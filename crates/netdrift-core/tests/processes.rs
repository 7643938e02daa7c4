//! Process behaviour tests
//!
//! Each dynamic is stepped on a small network with a seeded RNG and checked
//! against the property it is meant to produce.

use netdrift_core::output::{all_dead, alive_contents, fixed_content};
use netdrift_core::setup::{chain, fully_connect, populate};
use netdrift_core::{
    Emission, Inheritance, MoranProcessCultural, MoranProcessSexual, Network, NodeId, Process,
    RandomWalkFromSource, Source,
};
use netdrift_events::NodeStatus;
use rand::rngs::SmallRng;
use rand::SeedableRng;
use std::collections::HashSet;

/// Three fully connected agents, each seeded with an independent random
/// binary string by a global source.
fn seeded_triangle(seed: u64) -> (Network, Vec<NodeId>, Vec<String>) {
    let mut net = Network::new();
    net.set_journaling(false);
    let agents = populate(&mut net, 3).unwrap();
    fully_connect(&mut net, &agents).unwrap();

    let source = net
        .add_source_global(
            Source::random_binary(SmallRng::seed_from_u64(seed))
                .with_emission(Emission::PerTarget),
        )
        .unwrap();
    net.broadcast(source).unwrap();
    for agent in &agents {
        net.receive_all(*agent).unwrap();
    }

    let seeds = alive_contents(&net);
    assert_eq!(seeds.len(), 3);
    (net, agents, seeds)
}

#[test]
fn test_random_walk_preserves_content_end_to_end() {
    let mut net = Network::new();
    let agents = populate(&mut net, 3).unwrap();
    chain(&mut net, &agents).unwrap();
    let source = net
        .add_source_local(Source::random_binary(SmallRng::seed_from_u64(7)), agents[0])
        .unwrap();

    let mut walk = RandomWalkFromSource::new(&net, source, SmallRng::seed_from_u64(8)).unwrap();
    for agent in &agents {
        walk.step(&mut net).unwrap();
        net.receive_all(*agent).unwrap();
    }

    let first = net.current_info(agents[0]).unwrap();
    let last = net.current_info(agents[2]).unwrap();
    assert_eq!(first.contents().len(), 2);
    assert_eq!(last.contents(), first.contents());
    // The same info, relayed, not a lookalike
    assert_eq!(last.id(), first.id());
}

#[test]
fn test_cultural_moran_fixates() {
    for seed in [1, 2, 3] {
        let (mut net, agents, seeds) = seeded_triangle(seed);
        let mut moran = MoranProcessCultural::new(&net, SmallRng::seed_from_u64(seed + 100));

        for _ in 0..100 {
            let outcome = moran.step(&mut net).unwrap();
            outcome.deliver(&mut net).unwrap();
        }

        let fixed = fixed_content(&net).expect("population should fixate");
        assert!(seeds.contains(&fixed));
        assert_eq!(net.agents(), agents, "no agent dies in cultural drift");
        assert_eq!(net.generation(), 100);
    }
}

#[test]
fn test_sexual_moran_replaces_every_founder() {
    for seed in [1, 2, 3] {
        let (mut net, founders, seeds) = seeded_triangle(seed);
        let mut moran = MoranProcessSexual::new(&net, SmallRng::seed_from_u64(seed + 200));

        for _ in 0..100 {
            let outcome = moran.step(&mut net).unwrap();
            outcome.deliver(&mut net).unwrap();
        }

        assert!(all_dead(&net, &founders));
        for founder in &founders {
            assert_eq!(net.node(*founder).unwrap().status(), NodeStatus::Dead);
            assert!(net.contents_of(*founder).is_some());
        }

        let alive = net.agents();
        assert_eq!(alive.len(), 3);
        for agent in alive {
            let contents = net.contents_of(agent).unwrap().to_string();
            assert!(seeds.contains(&contents));
        }
    }
}

#[test]
fn test_sexual_moran_crossover_keeps_shape() {
    let (mut net, _, _) = seeded_triangle(5);
    let mut moran = MoranProcessSexual::new(&net, SmallRng::seed_from_u64(6))
        .with_inheritance(Inheritance::UniformCrossover);

    for _ in 0..30 {
        moran.step(&mut net).unwrap().deliver(&mut net).unwrap();
    }

    for contents in alive_contents(&net) {
        assert_eq!(contents.len(), 2);
        assert!(contents.chars().all(|c| c == '0' || c == '1'));
    }
}

#[test]
fn test_vectors_stay_unique_through_replacement() {
    let (mut net, _, _) = seeded_triangle(9);
    let mut moran = MoranProcessSexual::new(&net, SmallRng::seed_from_u64(10));
    for _ in 0..20 {
        moran.step(&mut net).unwrap().deliver(&mut net).unwrap();
    }

    let mut pairs = HashSet::new();
    for vector in net.vectors() {
        assert!(pairs.insert((vector.origin(), vector.destination())));
    }
    // Every active vector joins alive nodes
    for vector in net.vectors().filter(|v| v.is_active()) {
        assert!(net.node(vector.origin()).unwrap().is_alive());
        assert!(net.node(vector.destination()).unwrap().is_alive());
    }
}

#[test]
fn test_info_contents_never_change() {
    let (mut net, _, _) = seeded_triangle(4);
    let before: Vec<(String, String)> = net
        .infos()
        .map(|i| (i.id().to_string(), i.contents().to_string()))
        .collect();

    let mut moran = MoranProcessCultural::new(&net, SmallRng::seed_from_u64(4));
    for _ in 0..50 {
        moran.step(&mut net).unwrap().deliver(&mut net).unwrap();
    }

    for (id, contents) in before {
        let info = net.infos().find(|i| i.id().to_string() == id).unwrap();
        assert_eq!(info.contents(), contents);
    }
    // Cultural drift relays existing infos only
    assert_eq!(net.infos().count(), 3);
}
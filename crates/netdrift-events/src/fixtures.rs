//! Sample data fixtures for testing.
//!
//! This module provides ready-made test data for other crates to use.
//! Enable the `test-fixtures` feature to access these helpers.
//!
//! # Example
//!
//! ```ignore
//! // In your Cargo.toml:
//! // [dev-dependencies]
//! // netdrift-events = { path = "../netdrift-events", features = ["test-fixtures"] }
//!
//! use netdrift_events::fixtures;
//!
//! let snapshot = fixtures::sample_snapshot();
//! ```

use crate::NetworkSnapshot;

/// Returns a sample snapshot from the fixtures file.
///
/// A fully-connected network of three agents seeded by one global source,
/// one generation into a cultural Moran run:
/// - agent-1 and agent-2 hold "01"
/// - agent-3 holds "00"
/// - the source's original "11" has already been displaced
pub fn sample_snapshot() -> NetworkSnapshot {
    let json = include_str!("../tests/fixtures/sample_snapshot.json");
    NetworkSnapshot::from_json(json).expect("Failed to parse sample_snapshot.json")
}

/// The seed contents the sample source broadcast, in agent order.
pub fn sample_seed_contents() -> Vec<String> {
    vec!["01".to_string(), "11".to_string(), "00".to_string()]
}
——
About this task –
All records above need to be set down again exactly as written.

Your solution –
filename crates/netdrift-core/tests/processes.rs
repository 7643938e02daa7c4
//! Process behaviour tests
//!
//! Each dynamic is stepped on a small network with a seeded RNG and checked
//! against the property it is meant to produce.

use netdrift_core::output::{all_dead, alive_contents, fixed_content};
use netdrift_core::setup::{chain, fully_connect, populate};
use netdrift_core::{
    Emission, Inheritance, MoranProcessCultural, MoranProcessSexual, Network, NodeId, Process,
    RandomWalkFromSource, Source,
};
use netdrift_events::NodeStatus;
use rand::rngs::SmallRng;
use rand::SeedableRng;
use std::collections::HashSet;

/// Three fully connected agents, each seeded with an independent random
/// binary string by a global source.
fn seeded_triangle(seed: u64) -> (Network, Vec<NodeId>, Vec<String>) {
    let mut net = Network::new();
    net.set_journaling(false);
    let agents = populate(&mut net, 3).unwrap();
    fully_connect(&mut net, &agents).unwrap();

    let source = net
        .add_source_global(
            Source::random_binary(SmallRng::seed_from_u64(seed))
                .with_emission(Emission::PerTarget),
        )
        .unwrap();
    net.broadcast(source).unwrap();
    for agent in &agents {
        net.receive_all(*agent).unwrap();
    }

    let seeds = alive_contents(&net);
    assert_eq!(seeds.len(), 3);
    (net, agents, seeds)
}

#[test]
fn test_random_walk_preserves_content_end_to_end() {
    let mut net = Network::new();
    let agents = populate(&mut net, 3).unwrap();
    chain(&mut net, &agents).unwrap();
    let source = net
        .add_source_local(Source::random_binary(SmallRng::seed_from_u64(7)), agents[0])
        .unwrap();

    let mut walk = RandomWalkFromSource::new(&net, source, SmallRng::seed_from_u64(8)).unwrap();
    for agent in &agents {
        walk.step(&mut net).unwrap();
        net.receive_all(*agent).unwrap();
    }

    let first = net.current_info(agents[0]).unwrap();
    let last = net.current_info(agents[2]).unwrap();
    assert_eq!(first.contents().len(), 2);
    assert_eq!(last.contents(), first.contents());
    // The same info, relayed, not a lookalike
    assert_eq!(last.id(), first.id());
}

#[test]
fn test_cultural_moran_fixates() {
    for seed in [1, 2, 3] {
        let (mut net, agents, seeds) = seeded_triangle(seed);
        let mut moran = MoranProcessCultural::new(&net, SmallRng::seed_from_u64(seed + 100));

        for _ in 0..100 {
            let outcome = moran.step(&mut net).unwrap();
            outcome.deliver(&mut net).unwrap();
        }

        let fixed = fixed_content(&net).expect("population should fixate");
        assert!(seeds.contains(&fixed));
        assert_eq!(net.agents(), agents, "no agent dies in cultural drift");
        assert_eq!(net.generation(), 100);
    }
}

#[test]
fn test_sexual_moran_replaces_every_founder() {
    for seed in [1, 2, 3] {
        let (mut net, founders, seeds) = seeded_triangle(seed);
        let mut moran = MoranProcessSexual::new(&net, SmallRng::seed_from_u64(seed + 200));

        for _ in 0..100 {
            let outcome = moran.step(&mut net).unwrap();
            outcome.deliver(&mut net).unwrap();
        }

        assert!(all_dead(&net, &founders));
        for founder in &founders {
            assert_eq!(net.node(*founder).unwrap().status(), NodeStatus::Dead);
            assert!(net.contents_of(*founder).is_some());
        }

        let alive = net.agents();
        assert_eq!(alive.len(), 3);
        for agent in alive {
            let contents = net.contents_of(agent).unwrap().to_string();
            assert!(seeds.contains(&contents));
        }
    }
}

#[test]
fn test_sexual_moran_crossover_keeps_shape() {
    let (mut net, _, _) = seeded_triangle(5);
    let mut moran = MoranProcessSexual::new(&net, SmallRng::seed_from_u64(6))
        .with_inheritance(Inheritance::UniformCrossover);

    for _ in 0..30 {
        moran.step(&mut net).unwrap().deliver(&mut net).unwrap();
    }

    for contents in alive_contents(&net) {
        assert_eq!(contents.len(), 2);
        assert!(contents.chars().all(|c| c == '0' || c == '1'));
    }
}

#[test]
fn test_vectors_stay_unique_through_replacement() {
    let (mut net, _, _) = seeded_triangle(9);
    let mut moran = MoranProcessSexual::new(&net, SmallRng::seed_from_u64(10));
    for _ in 0..20 {
        moran.step(&mut net).unwrap().deliver(&mut net).unwrap();
    }

    let mut pairs = HashSet::new();
    for vector in net.vectors() {
        assert!(pairs.insert((vector.origin(), vector.destination())));
    }
    // Every active vector joins alive nodes
    for vector in net.vectors().filter(|v| v.is_active()) {
        assert!(net.node(vector.origin()).unwrap().is_alive());
        assert!(net.node(vector.destination()).unwrap().is_alive());
    }
}

#[test]
fn test_info_contents_never_change() {
    let (mut net, _, _) = seeded_triangle(4);
    let before: Vec<(String, String)> = net
        .infos()
        .map(|i| (i.id().to_string(), i.contents().to_string()))
        .collect();

    let mut moran = MoranProcessCultural::new(&net, SmallRng::seed_from_u64(4));
    for _ in 0..50 {
        moran.step(&mut net).unwrap().deliver(&mut net).unwrap();
    }

    for (id, contents) in before {
        let info = net.infos().find(|i| i.id().to_string() == id).unwrap();
        assert_eq!(info.contents(), contents);
    }
    // Cultural drift relays existing infos only
    assert_eq!(net.infos().count(), 3);
}
filename crates/netdrift-events/src/fixtures.rs
//! Sample data fixtures for testing.
//!
//! This module provides ready-made test data for other crates to use.
//! Enable the `test-fixtures` feature to access these helpers.
//!
//! # Example
//!
//! ```ignore
//! // In your Cargo.toml:
//! // [dev-dependencies]
//! // netdrift-events = { path = "../netdrift-events", features = ["test-fixtures"] }
//!
//! use netdrift_events::fixtures;
//!
//! let snapshot = fixtures::sample_snapshot();
//! ```

use crate::NetworkSnapshot;

/// Returns a sample snapshot from the fixtures file.
///
/// A fully-connected network of three agents seeded by one global source,
/// one generation into a cultural Moran run:
/// - agent-1 and agent-2 hold "01"
/// - agent-3 holds "00"
/// - the source's original "11" has already been displaced
pub fn sample_snapshot() -> NetworkSnapshot {
    let json = include_str!("../tests/fixtures/sample_snapshot.json");
    NetworkSnapshot::from_json(json).expect("Failed to parse sample_snapshot.json")
}

/// The seed contents the sample source broadcast, in agent order.
pub fn sample_seed_contents() -> Vec<String> {
    vec!["01".to_string(), "11".to_string(), "00".to_string()]
}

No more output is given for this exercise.